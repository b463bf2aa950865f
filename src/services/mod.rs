pub mod accounts;
pub mod email;
pub mod incidents;
pub mod missions;
pub mod reports;
pub mod storage;
pub mod users;

pub use accounts::AccountService;
pub use email::{EmailError, EmailSender, OutgoingEmail, SmtpEmailSender};
pub use incidents::IncidentService;
pub use missions::MissionService;
pub use reports::ReportService;
pub use storage::{HttpObjectStore, LocalObjectStore, ObjectStore, StorageError};
pub use users::UserService;

use crate::auth::AuthError;
use crate::database::manager::DatabaseError;
use crate::database::models::ValidationErrors;

#[derive(Debug, thiserror::Error)]
pub enum ServiceError {
    #[error("{0}")]
    NotFound(String),

    #[error("{0}")]
    Forbidden(String),

    #[error("{0}")]
    BadRequest(String),

    #[error("{0}")]
    Unauthorized(String),

    #[error(transparent)]
    Validation(#[from] ValidationErrors),

    #[error(transparent)]
    Database(#[from] DatabaseError),

    #[error(transparent)]
    Sqlx(#[from] sqlx::Error),

    #[error(transparent)]
    Auth(#[from] AuthError),

    #[error(transparent)]
    Storage(#[from] StorageError),

    #[error(transparent)]
    Email(#[from] EmailError),
}

pub type ServiceResult<T> = Result<T, ServiceError>;
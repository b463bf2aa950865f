pub mod auth;
pub mod json;
pub mod rate_limit;
pub mod response;
pub mod results;

pub use auth::{authenticate, authorize, COMMANDER_ONLY, PILOT_OR_COMMANDER};
pub use json::ApiJson;
pub use rate_limit::{rate_limit, ClientRateLimiter};
pub use response::{message, results_envelope, ApiResponse, ApiResult, Bare, TokenResponse};
pub use results::{advanced_results, ResultsLayer, ResultsSpec};
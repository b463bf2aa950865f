use super::types::SortKey;
use crate::database::collection::Collection;

pub struct FilterOrder;

impl FilterOrder {
    /// Render an ORDER BY clause, dropping keys that do not name a visible column.
    /// When nothing survives, newest first by the collection's creation column.
    pub fn generate(keys: &[SortKey], collection: Collection) -> String {
        let mut parts: Vec<String> = keys
            .iter()
            .filter(|key| collection.visible_column(&key.field).is_some())
            .map(|key| format!("\"{}\" {}", key.field, key.direction.to_sql()))
            .collect();

        if parts.is_empty() {
            parts.push(format!("\"{}\" DESC", collection.created_column()));
        }
        // id as the final tiebreaker keeps page windows stable
        format!("ORDER BY {}, \"id\" ASC", parts.join(", "))
    }
}
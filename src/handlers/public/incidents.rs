// handlers/public/incidents.rs - read-only incident views

use axum::{
    extract::{Path, State},
    response::Json,
    Extension,
};
use serde_json::Value;

use crate::database::models::Incident;
use crate::database::AdvancedResults;
use crate::error::ApiError;
use crate::handlers::parse_id;
use crate::middleware::Bare;
use crate::services::IncidentService;
use crate::state::AppState;

/// GET /api/missions/:missionId/incidents - bare array scoped to the mission
pub async fn list(Extension(results): Extension<AdvancedResults>) -> Json<Vec<Value>> {
    Json(results.data)
}

/// GET /api/incidents/:id
pub async fn show(State(state): State<AppState>, Path(id): Path<String>) -> Result<Bare<Incident>, ApiError> {
    let incident = IncidentService::new(&state.db).find(parse_id(&id)?).await?;
    Ok(Bare::ok(incident))
}
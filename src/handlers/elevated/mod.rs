// handlers/elevated/mod.rs - Elevated handlers (commander role required)
//
// Route Prefix: /api, /api/:id
// Middleware: authenticate + authorize(commander)

pub mod users;
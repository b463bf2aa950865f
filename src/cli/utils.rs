use serde_json::{json, Value};

use crate::cli::OutputFormat;

/// Output a success message in the appropriate format
pub fn output_success(output_format: OutputFormat, message: &str, data: Option<Value>) -> anyhow::Result<()> {
    match output_format {
        OutputFormat::Json => {
            let mut response = json!({
                "success": true,
                "message": message
            });

            if let (Some(Value::Object(extra)), Some(target)) = (data, response.as_object_mut()) {
                target.extend(extra);
            }

            println!("{}", serde_json::to_string_pretty(&response)?);
        }
        OutputFormat::Text => {
            println!("✓ {}", message);
            if let Some(Value::Object(extra)) = data {
                for (key, value) in extra {
                    println!("  {}: {}", key, value);
                }
            }
        }
    }
    Ok(())
}

/// Output an error message in the appropriate format
pub fn output_error(output_format: OutputFormat, message: &str) {
    match output_format {
        OutputFormat::Json => {
            let response = json!({
                "success": false,
                "error": message
            });
            println!("{}", response);
        }
        OutputFormat::Text => {
            eprintln!("Error: {}", message);
        }
    }
}
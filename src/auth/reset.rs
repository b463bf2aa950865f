//! Password reset tokens. The raw token goes to the user by email; only its
//! SHA-256 digest is stored.

use base64::{engine::general_purpose::URL_SAFE_NO_PAD, Engine as _};
use chrono::{DateTime, Duration, Utc};
use rand::RngCore;
use sha2::{Digest, Sha256};

#[derive(Debug, Clone)]
pub struct ResetToken {
    pub token: String,
    pub digest: String,
    pub expires_at: DateTime<Utc>,
}

impl ResetToken {
    pub fn generate(valid_minutes: i64) -> Self {
        let mut bytes = [0u8; 20];
        rand::thread_rng().fill_bytes(&mut bytes);
        let token = URL_SAFE_NO_PAD.encode(bytes);

        Self {
            digest: digest(&token),
            token,
            expires_at: Utc::now() + Duration::minutes(valid_minutes),
        }
    }
}

/// Hex SHA-256 of a raw reset token
pub fn digest(token: &str) -> String {
    let mut hasher = Sha256::new();
    hasher.update(token.as_bytes());
    format!("{:x}", hasher.finalize())
}
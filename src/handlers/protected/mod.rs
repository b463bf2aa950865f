// handlers/protected/mod.rs - Protected handlers (JWT authentication required)
//
// Account self-service and resource mutations.
// Middleware: authenticate, then authorize(pilot, commander) for incident and report writes.
// Mission writes are additionally checked against the mission owner inside the services.

pub mod auth;
pub mod incidents;
pub mod missions;
pub mod reports;
use serde::{Deserialize, Serialize};
use serde_json::Value;

/// Query parameters with their own meaning; everything else is a field filter.
pub const RESERVED_PARAMS: [&str; 4] = ["select", "sort", "page", "limit"];

#[derive(Debug, Clone, Copy, PartialEq, Eq, Serialize, Deserialize)]
pub enum FilterOp {
    #[serde(rename = "$eq")] Eq,
    #[serde(rename = "$gt")] Gt,
    #[serde(rename = "$gte")] Gte,
    #[serde(rename = "$lt")] Lt,
    #[serde(rename = "$lte")] Lte,
    #[serde(rename = "$in")] In,
}

impl FilterOp {
    /// Operators accepted in `field[op]` query keys, before `$` rewriting.
    pub const QUERY_OPERATORS: [FilterOp; 5] =
        [FilterOp::Gt, FilterOp::Gte, FilterOp::Lt, FilterOp::Lte, FilterOp::In];

    pub fn from_query_key(op: &str) -> Option<Self> {
        Self::QUERY_OPERATORS.into_iter().find(|candidate| candidate.query_key() == op)
    }

    pub fn from_filter_key(key: &str) -> Option<Self> {
        match key {
            "$eq" => Some(FilterOp::Eq),
            _ => key.strip_prefix('$').and_then(Self::from_query_key),
        }
    }

    pub fn query_key(&self) -> &'static str {
        match self {
            FilterOp::Eq => "eq",
            FilterOp::Gt => "gt",
            FilterOp::Gte => "gte",
            FilterOp::Lt => "lt",
            FilterOp::Lte => "lte",
            FilterOp::In => "in",
        }
    }

    pub fn filter_key(&self) -> String {
        format!("${}", self.query_key())
    }

    pub fn to_sql(&self) -> &'static str {
        match self {
            FilterOp::Eq => "=",
            FilterOp::Gt => ">",
            FilterOp::Gte => ">=",
            FilterOp::Lt => "<",
            FilterOp::Lte => "<=",
            FilterOp::In => "IN",
        }
    }
}

#[derive(Debug, Clone, Copy, PartialEq, Eq, Serialize, Deserialize)]
pub enum SortDirection {
    Asc,
    Desc,
}

impl SortDirection {
    pub fn to_sql(&self) -> &'static str {
        match self {
            SortDirection::Asc => "ASC",
            SortDirection::Desc => "DESC",
        }
    }
}

#[derive(Debug, Clone, PartialEq, Eq, Serialize, Deserialize)]
pub struct SortKey {
    pub field: String,
    pub direction: SortDirection,
}

impl SortKey {
    pub fn asc(field: impl Into<String>) -> Self {
        Self { field: field.into(), direction: SortDirection::Asc }
    }

    pub fn desc(field: impl Into<String>) -> Self {
        Self { field: field.into(), direction: SortDirection::Desc }
    }
}

/// Pagination bounds applied while translating `page` and `limit`.
#[derive(Debug, Clone, Copy, PartialEq, Eq)]
pub struct PageLimits {
    pub default_limit: u32,
    pub max_limit: Option<u32>,
}

impl Default for PageLimits {
    fn default() -> Self {
        Self { default_limit: 25, max_limit: None }
    }
}

impl From<&crate::config::FilterConfig> for PageLimits {
    fn from(config: &crate::config::FilterConfig) -> Self {
        Self { default_limit: config.default_limit, max_limit: config.max_limit }
    }
}

/// Parsed form of a list request: filter document, projection, sort and page window.
#[derive(Debug, Clone, PartialEq, Serialize, Deserialize)]
pub struct QueryPlan {
    /// Filter document keyed by field; operator maps use `$`-prefixed keys.
    pub filter: Value,
    /// Whitespace-joined inclusion projection. `None` selects every visible field.
    pub select: Option<String>,
    /// Sort keys in priority order. Empty means the collection default.
    pub sort: Vec<SortKey>,
    pub page: u32,
    pub limit: u32,
    pub skip: u64,
}

#[derive(Debug, Clone)]
pub struct SqlResult {
    pub query: String,
    pub params: Vec<Option<String>>,
}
......
Across the material above, how many lines have the word "collection" in them? Answer with a bare number.

### YOUR RESPONSE
6